VIII. Ora, é certo que a notificação ao arguido terá que ser efectuada
pessoalmente. O próprio Tribunal Constitucional debruçou-se já sobre a questão
das formalidades necessárias à notificação da sentença ao arguido, tendo em
conta as exigências decorrentes da protecção constitucional do direito de defesa
do arguido (art. 32º, nº 1 CRP), tendo concluído pela imperatividade da sentença
ser notificada pessoalmente ao arguido — vide, inter alia, Ac. TC nº 429/03,
publicado no DR II Série de 21/11/03.
IX. No Ac. do S.T.J. de 04/10/2006 proferido no processo nº 06P2048
disponível in www.dgsi.pt decidiu-se ainda que “(...) A falta de notificação
para o julgamento assume relevo processual intransponível, pois, não sendo caso
de realização do julgamento na ausência do arguido ao abrigo do art. 333.º, n.º
1, do CPP, dado que aquele não se encontrava notificado, a sua presença na
audiência era obrigatória, por força do disposto no art. 332.º n.º 1, do mesmo
diploma legal, sendo cometida a nulidade insanável prevista no art. 119.º, al
c), do CPP — ausência do arguido ou do seu defensor nos casos em que a
respectiva comparência é obrigatória —, que no caso conduz à anulação do
julgamento efectuado em 1ª instância, nulidade que deve ser declarada
oficiosamente em qualquer altura do processo (art. 119. º, n.º 1, do referido
diploma legal). IV - Este regime está de harmonia com a consagração dos direitos
de defesa do arguido contemplada no art. 32.º da CRP”
X. Donde se conclui, a contrario que a não observância do dito regime — falta
de notificação do arguido em virtude da notificação por via postal simples —
viola o disposto no artº 32º da Constituição da República Portuguesa por não
acautelar devidamente a garantia dos direitos de defesa do arguido, o que desde
já se arguiu para todos os devidos e legais efeitos.
XI. Ora, o art. 119º, al. c) do Código de Processo Penal dispõe que:
“constituem nulidades insanáveis, que devem ser oficiosamente declaradas em
qualquer fase do procedimento, além das que, como tal forem cominadas em outras
disposições legais: (...) e) a ausência do arguido ou do seu defensor, nos casos
em que a lei exigir a respectiva comparência (...)”.

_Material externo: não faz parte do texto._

//! Pinball Sim headless runner
//!
//! Builds a table, feeds keys from a script or stdin through the input queue
//! and ticks at a fixed interval, logging score and balls as it goes.

use std::io::Read;
use std::path::PathBuf;
use std::process::ExitCode;
use std::time::Duration;

use clap::Parser;

use pinball_sim::input::{KeySender, key_queue};
use pinball_sim::sim::Machine;
use pinball_sim::{ConfigError, Display, Frame, Layout, Preset, Session, Tunables};

/// A tick-driven 2D pinball simulation
#[derive(Parser)]
#[command(author, version, about, long_about = None)]
struct Args {
    /// Built-in table: classic, frictionless, dropping or lines
    #[arg(short, long, default_value = "classic")]
    preset: String,

    /// Layout JSON file (overrides the preset's table)
    #[arg(long)]
    layout: Option<PathBuf>,

    /// Tunables JSON file (overrides the preset's tunables)
    #[arg(long)]
    tunables: Option<PathBuf>,

    /// RNG seed
    #[arg(long, default_value_t = 0)]
    seed: u64,

    /// Stop after this many ticks
    #[arg(long, default_value_t = 2000)]
    ticks: u64,

    /// Milliseconds between ticks (0 runs as fast as possible)
    #[arg(long, default_value_t = 0)]
    tick_ms: u64,

    /// Scripted keys, one per tick; '.' means no key
    #[arg(long, default_value = "")]
    keys: String,

    /// Forward characters typed on stdin into the input queue
    #[arg(long)]
    stdin: bool,

    /// Log a status line every N ticks
    #[arg(long, default_value_t = 100)]
    report_every: u64,
}

/// Logs score and ball count instead of drawing
struct LogDisplay {
    every: u64,
    last: Option<Frame>,
}

impl Display for LogDisplay {
    fn present(&mut self, frame: &Frame) {
        if self.every > 0 && frame.tick % self.every == 0 {
            log::info!(
                "tick {:>6}  score {:>6}  balls left {:>2}  on table {}",
                frame.tick,
                frame.score,
                frame.balls_left,
                frame.disks.len()
            );
        }
        self.last = Some(frame.clone());
    }
}

fn spawn_stdin_reader(tx: KeySender) {
    std::thread::spawn(move || {
        let stdin = std::io::stdin();
        for byte in stdin.lock().bytes() {
            let Ok(byte) = byte else { break };
            let key = byte as char;
            if key.is_whitespace() {
                continue;
            }
            if !tx.press(key) {
                break;
            }
        }
    });
}

fn run(args: Args) -> Result<(), ConfigError> {
    let preset = Preset::from_str(&args.preset)
        .ok_or_else(|| ConfigError::tunable("preset", &args.preset))?;

    let tunables = match &args.tunables {
        Some(path) => Tunables::load(Some(path.as_path()))?,
        None => preset.tunables(),
    };
    let layout = match &args.layout {
        Some(path) => Layout::load(path)?,
        None => Layout::for_preset(preset, &tunables),
    };

    let (tx, rx) = key_queue(tunables.input_capacity);
    let machine = Machine::new(&layout, tunables, args.seed)?;
    let display = LogDisplay {
        every: args.report_every,
        last: None,
    };
    let mut session = Session::new(machine, rx, display);

    if args.stdin {
        spawn_stdin_reader(tx.clone());
    }
    let script: Vec<char> = args.keys.chars().collect();

    log::info!("Running {} table for {} ticks", preset.as_str(), args.ticks);
    for t in 0..args.ticks {
        if let Some(&key) = script.get(t as usize) {
            if key != '.' {
                tx.press(key);
            }
        }

        if session.step().is_none() {
            break;
        }

        if args.tick_ms > 0 {
            std::thread::sleep(Duration::from_millis(args.tick_ms));
        }
    }

    if let Some(frame) = &session.display().last {
        println!(
            "Final score {} after {} ticks ({} balls left, {} on table)",
            frame.score,
            frame.tick,
            frame.balls_left,
            frame.disks.len()
        );
    }
    Ok(())
}

fn main() -> ExitCode {
    env_logger::init();
    log::info!("Pinball Sim starting...");

    match run(Args::parse()) {
        Ok(()) => ExitCode::SUCCESS,
        Err(err) => {
            log::error!("{err}");
            eprintln!("error: {err}");
            ExitCode::FAILURE
        }
    }
}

XII. Conforme se decidiu no Acórdão do Tribunal da Relação do Porto de
07/06/2006 “se no artigo 113, n.º 9, se exige a notificação pessoal do arguido
em casos de aplicação de medidas de coacção, bem se compreende que as mesmas
razões, até com maior acuidade, dado que se trata de uma pena de prisão a
cumprir, levem a que o despacho de revogação da suspensão de execução de uma
pena de prisão tenha de ser notificada ao arguido de igual forma, não se
bastando a lei com a simples notificação de tal despacho ao seu defensor. Dado
que no caso em apreço apenas se procedeu à notificação de tal despacho ao
defensor do arguido, nos termos expostos, tudo se passa como se verifique a
falta do arguido ou do seu defensor, nos casos em que a lei exigir a respectiva
comparência, o que constitui a nulidade prevista no artigo 119.º al c), do CPP a
qual rode ser, em qualquer fase do procedimento oficiosamente declarada, de
acordo com o disposto no corpo do artigo 119º ora citado. Consequentemente, não
pode ter-se por bastante a forma de notificação utilizada nos autos para dar a
conhecer ao ora recorrente o teor do despacho que lhe revogou a suspensão da
execução da pena de prisão que lhe fora aplicada (...)” — sublinhado nosso.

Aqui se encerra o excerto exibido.